In Vitro Replication of SIVcpz Is Suppressed by β-Chemokines and CD8+ T Cells But Not by Natural Killer Cells of Infected Chimpanzees

Publication: AIDS Research and Human Retroviruses
Volume 18, Issue Number 5

Abstract

Unlike humans, chimpanzees are relatively resistant to AIDS after infection with HIV-1 or simian immunodeficiency virus of chimpanzee (SIVcpz). We hypothesized that resistance to disease progression is associated with efficient suppression of virus replication possibly by β-chemokines secreted by CD8+ lymphocytes and especially natural killer (NK) cells. In vitro suppression of virus replication can be easily studied in SIVcpz-infected chimpanzees because they produce high infectious virus titers in their peripheral blood. A study was undertaken to assess the sensitivity of SIVcpz to β-chemokines in vitro and to investigate the role of endogenous β-chemokines in relation to the in vitro capacity of CD8+ lymphocytes and NK cells of chimpanzees to suppress SIVcpz replication.

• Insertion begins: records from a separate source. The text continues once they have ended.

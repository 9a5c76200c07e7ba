//! Janela do gráfico de memória – App eframe/egui.
//!
//! Lê o buffer com `snapshot()` na cadência própria (padrão 1 s),
//! desacoplada da taxa de ingestão.

use egui::{Color32, RichText};
use egui_plot::{Corner, Legend, Line, LineStyle, Plot, PlotPoints, Points};
use monitor_core::buffer::TelemetryBuffer;
use monitor_core::timestamp::HOST_TIME_FORMAT;
use monitor_core::types::Sample;
use std::sync::Arc;
use std::time::{Duration, Instant};

const FREE_COLOR: Color32 = Color32::from_rgb(0, 170, 85);
const TOTAL_COLOR: Color32 = Color32::from_rgb(220, 50, 50);

/// Estado da janela.
pub struct MemoryDashboard {
    buffer: Arc<TelemetryBuffer>,
    port: String,
    refresh: Duration,

    // Última cópia do buffer
    samples: Vec<Sample>,
    last_poll: Option<Instant>,
}

impl MemoryDashboard {
    pub fn new(buffer: Arc<TelemetryBuffer>, port: String, refresh: Duration) -> Self {
        Self {
            buffer,
            port,
            refresh,
            samples: Vec::new(),
            last_poll: None,
        }
    }

    /// Tira uma cópia do buffer se o intervalo venceu.
    fn poll_buffer(&mut self, now: Instant) {
        if self
            .last_poll
            .is_some_and(|t| now.saturating_duration_since(t) < self.refresh)
        {
            return;
        }
        self.last_poll = Some(now);

        let snapshot = self.buffer.snapshot();
        // Buffer vazio: mantém o desenho anterior
        if !snapshot.is_empty() {
            self.samples = snapshot;
        }
    }

    fn status_text(&self) -> String {
        match self.samples.last() {
            Some(last) => format!(
                "● {} | {}/{} amostras | Livre {:.1} KB / Em uso {:.1} KB / Total {:.1} KB | {}",
                self.port,
                self.samples.len(),
                self.buffer.capacity(),
                last.free_kb,
                last.used_kb(),
                last.total_kb,
                last.timestamp.format(HOST_TIME_FORMAT),
            ),
            None => format!("○ Aguardando linhas [MEM] em {}...", self.port),
        }
    }

    fn render_status(&self, ui: &mut egui::Ui) {
        ui.label(RichText::new(self.status_text()).monospace());
    }

    fn render_plot(&self, ui: &mut egui::Ui) {
        let Some(first) = self.samples.first() else {
            return;
        };
        let origin = first.timestamp;
        let seconds = |s: &Sample| (s.timestamp - origin).num_seconds() as f64;

        let total: Vec<[f64; 2]> = self.samples.iter().map(|s| [seconds(s), s.total_kb]).collect();
        let free: Vec<[f64; 2]> = self.samples.iter().map(|s| [seconds(s), s.free_kb]).collect();

        let total_line = Line::new(PlotPoints::from(total))
            .name("Total RAM (KB)")
            .color(TOTAL_COLOR)
            .style(LineStyle::dashed_loose())
            .width(1.5);
        let free_line = Line::new(PlotPoints::from(free.clone()))
            .name("Free RAM (KB)")
            .color(FREE_COLOR)
            .width(2.0)
            .fill(0.0);
        let free_markers = Points::new(PlotPoints::from(free))
            .name("Free RAM (KB)")
            .color(FREE_COLOR)
            .radius(3.0);

        Plot::new("memory_plot")
            .legend(Legend::default().position(Corner::LeftTop))
            .x_axis_label("Tempo (s)")
            .y_axis_label("Memória (KB)")
            .include_y(0.0)
            .allow_drag(false)
            .allow_zoom(false)
            .allow_scroll(false)
            .allow_boxed_zoom(false)
            .show(ui, |plot_ui| {
                plot_ui.line(total_line);
                plot_ui.line(free_line);
                plot_ui.points(free_markers);
            });
    }
}

impl eframe::App for MemoryDashboard {
    fn update(&mut self, ctx: &egui::Context, _frame: &mut eframe::Frame) {
        self.poll_buffer(Instant::now());
        ctx.request_repaint_after(self.refresh);

        let quit = ctx.input(|i: &egui::InputState| {
            i.key_pressed(egui::Key::Q) || i.key_pressed(egui::Key::Escape)
        });
        if quit {
            ctx.send_viewport_cmd(egui::ViewportCommand::Close);
        }

        egui::CentralPanel::default().show(ctx, |ui: &mut egui::Ui| {
            ui.vertical_centered(|ui: &mut egui::Ui| {
                ui.label(RichText::new("Device Memory Monitor").size(20.0).strong());
                self.render_status(ui);
            });
            ui.add_space(6.0);
            self.render_plot(ui);
        });
    }
}
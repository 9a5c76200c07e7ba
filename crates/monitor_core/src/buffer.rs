//! Buffer circular de amostras compartilhado entre ingestão e gráfico.
//!
//! Um único escritor (thread de ingestão) e leitores que tiram cópias
//! independentes. O lock cobre apenas o `push` ou a cópia.

use crate::types::Sample;
use std::collections::VecDeque;
use std::sync::{Mutex, MutexGuard, PoisonError};

/// Capacidade padrão (últimos 50 pontos).
pub const MAX_POINTS: usize = 50;

/// Janela FIFO de tamanho fixo com as amostras mais recentes.
#[derive(Debug)]
pub struct TelemetryBuffer {
    samples: Mutex<VecDeque<Sample>>,
    capacity: usize,
}

impl Default for TelemetryBuffer {
    fn default() -> Self {
        Self::new(MAX_POINTS)
    }
}

impl TelemetryBuffer {
    /// Cria um buffer vazio. Capacidade 0 é tratada como 1.
    pub fn new(capacity: usize) -> Self {
        let capacity = capacity.max(1);
        Self {
            samples: Mutex::new(VecDeque::with_capacity(capacity)),
            capacity,
        }
    }

    pub fn capacity(&self) -> usize {
        self.capacity
    }

    /// Adiciona ao fim, descartando a amostra mais antiga se cheio.
    pub fn append(&self, sample: Sample) {
        let mut samples = self.lock();
        if samples.len() >= self.capacity {
            samples.pop_front();
        }
        samples.push_back(sample);
    }

    /// Cópia independente do conteúdo atual, da mais antiga à mais recente.
    pub fn snapshot(&self) -> Vec<Sample> {
        self.lock().iter().cloned().collect()
    }

    pub fn len(&self) -> usize {
        self.lock().len()
    }

    pub fn is_empty(&self) -> bool {
        self.lock().is_empty()
    }

    // push/pop nunca deixam o deque pela metade: lock envenenado é reaproveitado.
    fn lock(&self) -> MutexGuard<'_, VecDeque<Sample>> {
        self.samples.lock().unwrap_or_else(PoisonError::into_inner)
    }
}
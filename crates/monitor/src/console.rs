//! Saída colorida no terminal, uma cor por categoria.

use crossterm::style::{Color, Stylize};
use monitor_core::ingest::LineSink;
use monitor_core::types::Category;
use std::io::Write;

/// Cor de terminal de cada categoria.
pub fn category_color(category: Category) -> Color {
    match category {
        Category::Error => Color::Red,
        Category::Memory => Color::DarkCyan,
        Category::Graphics => Color::DarkMagenta,
        Category::Parsing => Color::DarkGreen,
        Category::Activity => Color::DarkYellow,
        Category::Timing => Color::DarkBlue,
        Category::Settings => Color::Yellow,
        Category::Boot => Color::DarkGrey,
        Category::Reader => Color::Cyan,
        Category::Display => Color::Magenta,
        Category::Footnote => Color::Green,
        Category::Default => Color::White,
    }
}

/// Imprime avisos do operador (banner, filtros) em amarelo.
pub fn notice(text: &str) {
    println!("{}", text.with(Color::Yellow));
}

/// Imprime erros em vermelho no stderr.
pub fn alert(text: &str) {
    eprintln!("{}", text.with(Color::Red));
}

/// Sink que escreve cada linha aceita no stdout.
pub struct ConsoleSink;

impl LineSink for ConsoleSink {
    fn emit(&mut self, category: Category, line: &str) {
        let mut out = std::io::stdout().lock();
        // stdout fechado (pipe) não derruba a ingestão
        let _ = writeln!(out, "{}", line.with(category_color(category)));
    }
}
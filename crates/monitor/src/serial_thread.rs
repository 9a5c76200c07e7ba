//! Thread de ingestão que lê a serial e alimenta o buffer de telemetria.

use monitor_core::buffer::TelemetryBuffer;
use monitor_core::config::IngestionConfig;
use monitor_core::ingest::{Disconnect, Ingestor, LineSink};
use monitor_core::serial::IngestError;
use std::io::Read;
use std::sync::Arc;
use std::sync::atomic::{AtomicBool, Ordering};
use std::thread::JoinHandle;
use tracing::error;

/// Handle da thread de ingestão em execução.
pub struct IngestHandle {
    stop: Arc<AtomicBool>,
    thread: JoinHandle<Disconnect>,
}

impl IngestHandle {
    pub fn stop_flag(&self) -> Arc<AtomicBool> {
        Arc::clone(&self.stop)
    }

    /// Pede a parada; a thread sai em até um timeout de leitura.
    pub fn stop(&self) {
        self.stop.store(true, Ordering::Relaxed);
    }

    /// Aguarda o fim da thread. `None` se ela terminou em panic.
    pub fn join(self) -> Option<Disconnect> {
        match self.thread.join() {
            Ok(outcome) => Some(outcome),
            Err(_) => {
                error!("Thread de ingestão terminou com panic");
                None
            }
        }
    }
}

/// Inicia a thread de ingestão com uma porta já aberta.
pub fn spawn_ingest_thread<R, S>(
    link: R,
    config: IngestionConfig,
    buffer: Arc<TelemetryBuffer>,
    sink: S,
) -> Result<IngestHandle, IngestError>
where
    R: Read + Send + 'static,
    S: LineSink + Send + 'static,
{
    let mut ingestor = Ingestor::new(config, buffer, sink);
    let stop = ingestor.stop_flag();

    let thread = std::thread::Builder::new()
        .name("serial-ingest".into())
        .spawn(move || ingestor.run(link))?;

    Ok(IngestHandle { stop, thread })
}
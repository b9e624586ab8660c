//! Endpoint URLs of the EPIC API and image archive.

use anyhow::{Context, Result};
use url::Url;

use crate::config::Quality;

/// Parse the configured base URL. A trailing slash is added when missing so
/// relative endpoint paths land beneath it rather than replacing its last segment.
pub fn parse_base(base: &str) -> Result<Url> {
    let mut url = Url::parse(base).with_context(|| format!("invalid base URL: {}", base))?;
    if url.cannot_be_a_base() {
        anyhow::bail!("base URL cannot have paths joined to it: {}", base);
    }
    if !url.path().ends_with('/') {
        let path = format!("{}/", url.path());
        url.set_path(&path);
    }
    Ok(url)
}

/// `{base}api/natural/available`
pub fn available_url(base: &Url) -> Result<Url> {
    join(base, "api/natural/available")
}

/// `{base}api/natural/date/{date}`
pub fn date_url(base: &Url, date: &str) -> Result<Url> {
    join(base, &format!("api/natural/date/{}", date))
}

/// `YYYY-MM-DD` → `YYYY/MM/DD`, as used in archive paths.
pub fn date_path(date: &str) -> String {
    date.replace('-', "/")
}

/// `{base}archive/natural/{YYYY}/{MM}/{DD}/{segment}/{file_name}`
pub fn image_url(base: &Url, date: &str, quality: Quality, file_name: &str) -> Result<Url> {
    join(
        base,
        &format!(
            "archive/natural/{}/{}/{}",
            date_path(date),
            quality.archive_segment(),
            file_name
        ),
    )
}

fn join(base: &Url, path: &str) -> Result<Url> {
    base.join(path)
        .with_context(|| format!("cannot join {} onto {}", path, base))
}
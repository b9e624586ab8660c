//! CLI command handlers.

mod sync;

pub use sync::run_sync;

#[cfg(test)]
pub(crate) use sync::event_line;
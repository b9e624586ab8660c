//! Sync runner: bring a local EPIC mirror up to date with the remote catalog.
//!
//! One run loads the checkpoint (dates already processed) and, optionally, the
//! metadata store, asks the catalog which dates exist, and for every date not
//! yet in the checkpoint (ascending) fetches its metadata and downloads each
//! image that is not already on disk. The indexes are written once, after the
//! last date; an error anywhere aborts the run without touching them.

mod event;

pub use event::{SyncEvent, SyncSummary};

use anyhow::{Context, Result};
use std::collections::BTreeSet;
use std::path::Path;

use crate::catalog::{Catalog, EpicClient};
use crate::config::{EpicConfig, SyncOptions};
use crate::index::{DateIndex, MetadataStore};
use crate::inventory::Inventory;
use crate::layout::DatasetLayout;
use crate::storage;

/// Dates in `available` that are not in `acquired`, deduplicated and sorted
/// ascending. `YYYY-MM-DD` sorts chronologically as a string.
pub fn new_dates(available: &[String], acquired: &DateIndex) -> Vec<String> {
    available
        .iter()
        .map(String::as_str)
        .filter(|d| !acquired.contains(d))
        .collect::<BTreeSet<&str>>()
        .into_iter()
        .map(str::to_string)
        .collect()
}

/// Everything a run accumulates before it is persisted.
struct SyncState {
    /// True if a checkpoint file existed when the run started.
    resuming: bool,
    dates: DateIndex,
    /// `None` when metadata persistence is off.
    metadata: Option<MetadataStore>,
    inventory: Inventory,
    summary: SyncSummary,
}

impl SyncState {
    fn load(layout: &DatasetLayout, opts: SyncOptions) -> Result<Self> {
        let (resuming, dates) = match DateIndex::load(&layout.dates_path())? {
            Some(idx) => (true, idx),
            None => (false, DateIndex::new()),
        };
        let metadata = if opts.save_metadata {
            Some(MetadataStore::load(&layout.metadata_path())?.unwrap_or_default())
        } else {
            None
        };
        let inventory = Inventory::scan(layout.image_dir())?;
        tracing::debug!(
            dates = dates.len(),
            records = metadata.as_ref().map(MetadataStore::len),
            images = inventory.len(),
            "loaded local state"
        );
        Ok(Self {
            resuming,
            dates,
            metadata,
            inventory,
            summary: SyncSummary::default(),
        })
    }

    /// Write metadata (if kept) and then the checkpoint.
    fn persist(&self, layout: &DatasetLayout) -> Result<()> {
        if let Some(store) = &self.metadata {
            store.save(&layout.metadata_path())?;
        }
        self.dates.save(&layout.dates_path())
    }
}

/// Sync the mirror under `base_dir` against `catalog`.
///
/// Progress notices are passed to `progress` as they happen. Returns counts
/// for the run.
pub fn sync<C: Catalog + ?Sized>(
    catalog: &C,
    base_dir: &Path,
    opts: SyncOptions,
    progress: &mut dyn FnMut(&SyncEvent),
) -> Result<SyncSummary> {
    let layout = DatasetLayout::new(base_dir, opts.quality);
    layout.prepare()?;

    let mut state = SyncState::load(&layout, opts)?;
    progress(&SyncEvent::Starting {
        resuming: state.resuming,
    });

    let available = catalog
        .available_dates()
        .context("query available dates")?;
    let pending = new_dates(&available, &state.dates);
    tracing::info!(
        available = available.len(),
        new = pending.len(),
        "catalog dates"
    );
    progress(&SyncEvent::NewDates {
        count: pending.len(),
    });

    for date in &pending {
        sync_date(catalog, &layout, opts, &mut state, date, progress)?;
    }

    state.persist(&layout)?;
    progress(&SyncEvent::Saved {
        dates: state.dates.len(),
        records: state.metadata.as_ref().map(MetadataStore::len),
    });
    tracing::info!(summary = ?state.summary, "sync finished");
    Ok(state.summary)
}

/// Sync using the HTTP catalog and options from `cfg`.
pub fn sync_with_config(
    cfg: &EpicConfig,
    base_dir: &Path,
    progress: &mut dyn FnMut(&SyncEvent),
) -> Result<SyncSummary> {
    let client = EpicClient::from_config(cfg)?;
    tracing::info!(base = %client.base_url(), dir = %base_dir.display(), quality = ?cfg.quality, "starting sync");
    sync(&client, base_dir, cfg.sync_options(), progress)
}

fn sync_date<C: Catalog + ?Sized>(
    catalog: &C,
    layout: &DatasetLayout,
    opts: SyncOptions,
    state: &mut SyncState,
    date: &str,
    progress: &mut dyn FnMut(&SyncEvent),
) -> Result<()> {
    let records = catalog
        .records_for_date(date)
        .with_context(|| format!("fetch metadata for {}", date))?;
    progress(&SyncEvent::Date {
        date: date.to_string(),
        records: records.len(),
    });

    // Dates are checkpointed together with their metadata; with metadata
    // off, every date is revisited on the next run.
    if let Some(store) = state.metadata.as_mut() {
        store.extend(&records);
        state.dates.insert(date);
    }
    state.summary.new_dates += 1;
    state.summary.records += records.len();

    for record in &records {
        let file_name = record
            .file_name(opts.quality)
            .with_context(|| format!("metadata for {}", date))?;
        let path = layout.image_path(&file_name);

        if state.inventory.contains(&file_name) || path.exists() {
            progress(&SyncEvent::Found { file_name });
            state.summary.found += 1;
            continue;
        }

        progress(&SyncEvent::Downloading {
            file_name: file_name.clone(),
        });
        let bytes = catalog
            .fetch_image(date, opts.quality, &file_name)
            .with_context(|| format!("download {}", file_name))?;
        storage::write_atomic(&path, &bytes)?;
        tracing::debug!(file = %file_name, bytes = bytes.len(), "image saved");
        state.inventory.insert(&file_name);
        state.summary.downloaded += 1;
    }
    Ok(())
}
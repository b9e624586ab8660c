//! Persisted sync indexes: the date checkpoint and the metadata store.
//!
//! Both are plain JSON arrays. A missing file means "empty"; a malformed file
//! is an error naming the file, since the only recovery is to delete it.

use anyhow::{Context, Result};
use serde::de::DeserializeOwned;
use serde::Serialize;
use std::collections::HashSet;
use std::path::Path;

use crate::record::ImageRecord;
use crate::storage;

/// Read a JSON array from `path`. Returns `None` if the file does not exist.
fn load_array<T: DeserializeOwned>(path: &Path) -> Result<Option<Vec<T>>> {
    let bytes = match std::fs::read(path) {
        Ok(b) => b,
        Err(e) if e.kind() == std::io::ErrorKind::NotFound => return Ok(None),
        Err(e) => return Err(e).with_context(|| format!("read {}", path.display())),
    };
    let items: Vec<T> = serde_json::from_slice(&bytes).with_context(|| {
        format!(
            "parse {} (delete it to rebuild from the remote catalog)",
            path.display()
        )
    })?;
    Ok(Some(items))
}

fn save_array<T: Serialize>(path: &Path, items: &[T]) -> Result<()> {
    let json = serde_json::to_vec(items).with_context(|| format!("serialize {}", path.display()))?;
    storage::write_atomic(path, &json).with_context(|| format!("write {}", path.display()))
}

/// Dates (`YYYY-MM-DD`) whose metadata has been fetched. Insertion order is
/// preserved on disk; membership checks use a set.
#[derive(Debug, Clone, Default, PartialEq, Eq)]
pub struct DateIndex {
    dates: Vec<String>,
    seen: HashSet<String>,
}

impl DateIndex {
    pub fn new() -> Self {
        Self::default()
    }

    /// Load the checkpoint. `Ok(None)` if the file does not exist yet.
    pub fn load(path: &Path) -> Result<Option<Self>> {
        Ok(load_array::<String>(path)?.map(Self::from_dates))
    }

    pub fn save(&self, path: &Path) -> Result<()> {
        save_array(path, &self.dates)
    }

    pub fn from_dates(dates: Vec<String>) -> Self {
        let seen = dates.iter().cloned().collect();
        Self { dates, seen }
    }

    pub fn contains(&self, date: &str) -> bool {
        self.seen.contains(date)
    }

    /// Record `date`. Returns false if it was already present.
    pub fn insert(&mut self, date: &str) -> bool {
        if !self.seen.insert(date.to_string()) {
            return false;
        }
        self.dates.push(date.to_string());
        true
    }

    pub fn dates(&self) -> &[String] {
        &self.dates
    }

    pub fn len(&self) -> usize {
        self.dates.len()
    }

    pub fn is_empty(&self) -> bool {
        self.dates.is_empty()
    }
}

/// Every metadata record fetched so far, in fetch order.
#[derive(Debug, Clone, Default, PartialEq)]
pub struct MetadataStore {
    records: Vec<ImageRecord>,
}

impl MetadataStore {
    pub fn new() -> Self {
        Self::default()
    }

    /// Load the store. `Ok(None)` if the file does not exist yet.
    pub fn load(path: &Path) -> Result<Option<Self>> {
        Ok(load_array::<ImageRecord>(path)?.map(|records| Self { records }))
    }

    pub fn save(&self, path: &Path) -> Result<()> {
        save_array(path, &self.records)
    }

    pub fn extend(&mut self, records: &[ImageRecord]) {
        self.records.extend_from_slice(records);
    }

    pub fn records(&self) -> &[ImageRecord] {
        &self.records
    }

    pub fn len(&self) -> usize {
        self.records.len()
    }

    pub fn is_empty(&self) -> bool {
        self.records.is_empty()
    }
}

#[cfg(test)]
mod tests {
    use super::*;
    use serde_json::json;

    #[test]
    fn missing_files_load_as_none() {
        let dir = tempfile::tempdir().unwrap();
        assert!(DateIndex::load(&dir.path().join("dates_acquired.json"))
            .unwrap()
            .is_none());
        assert!(MetadataStore::load(&dir.path().join("EPIC_data.json"))
            .unwrap()
            .is_none());
    }

    #[test]
    fn date_index_insert_dedups_and_keeps_order() {
        let mut idx = DateIndex::from_dates(vec!["2015-06-02".into()]);
        assert!(idx.insert("2015-06-01"));
        assert!(!idx.insert("2015-06-02"));
        assert!(idx.contains("2015-06-01"));
        assert_eq!(idx.dates(), ["2015-06-02", "2015-06-01"]);
        assert_eq!(idx.len(), 2);
    }

    #[test]
    fn date_index_roundtrip() {
        let dir = tempfile::tempdir().unwrap();
        let path = dir.path().join("dates_acquired.json");
        let mut idx = DateIndex::new();
        idx.insert("2015-06-13");
        idx.insert("2015-06-14");
        idx.save(&path).unwrap();

        let loaded = DateIndex::load(&path).unwrap().unwrap();
        assert_eq!(loaded, idx);
        let raw: Vec<String> = serde_json::from_slice(&std::fs::read(&path).unwrap()).unwrap();
        assert_eq!(raw, ["2015-06-13", "2015-06-14"]);
    }

    #[test]
    fn metadata_roundtrip_preserves_records() {
        let dir = tempfile::tempdir().unwrap();
        let path = dir.path().join("EPIC_data.json");
        let mut store = MetadataStore::new();
        store.extend(&[
            ImageRecord::new(json!({"image": "a", "version": "03"})),
            ImageRecord::new(json!({"image": "b", "coords": [1, 2, 3]})),
        ]);
        store.save(&path).unwrap();

        let loaded = MetadataStore::load(&path).unwrap().unwrap();
        assert_eq!(loaded, store);
        assert_eq!(loaded.records()[1].as_json()["coords"], json!([1, 2, 3]));
    }

    #[test]
    fn malformed_checkpoint_is_error() {
        let dir = tempfile::tempdir().unwrap();
        let path = dir.path().join("dates_acquired.json");
        std::fs::write(&path, b"[\"2015-06-01\",").unwrap();
        let err = DateIndex::load(&path).unwrap_err();
        assert!(format!("{:#}", err).contains("dates_acquired.json"));
    }

    #[test]
    fn wrong_shape_is_error() {
        let dir = tempfile::tempdir().unwrap();
        let path = dir.path().join("EPIC_data.json");
        std::fs::write(&path, b"{\"image\": \"a\"}").unwrap();
        assert!(MetadataStore::load(&path).is_err());
    }
}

Our results show that SIVcpz uses CCR5 as a coreceptor to gain cell entry and is sensitive to recombinant β-chemokines in vitro. Here we report that despite their potent capacity to produce RANTES, NK cells of infected chimpanzees do not suppress SIVcpz replication in vitro, in contrast to CD8+ lymphocytes. We also show that endogenous β-chemokines are not the predominant factors mediating in vitro suppression.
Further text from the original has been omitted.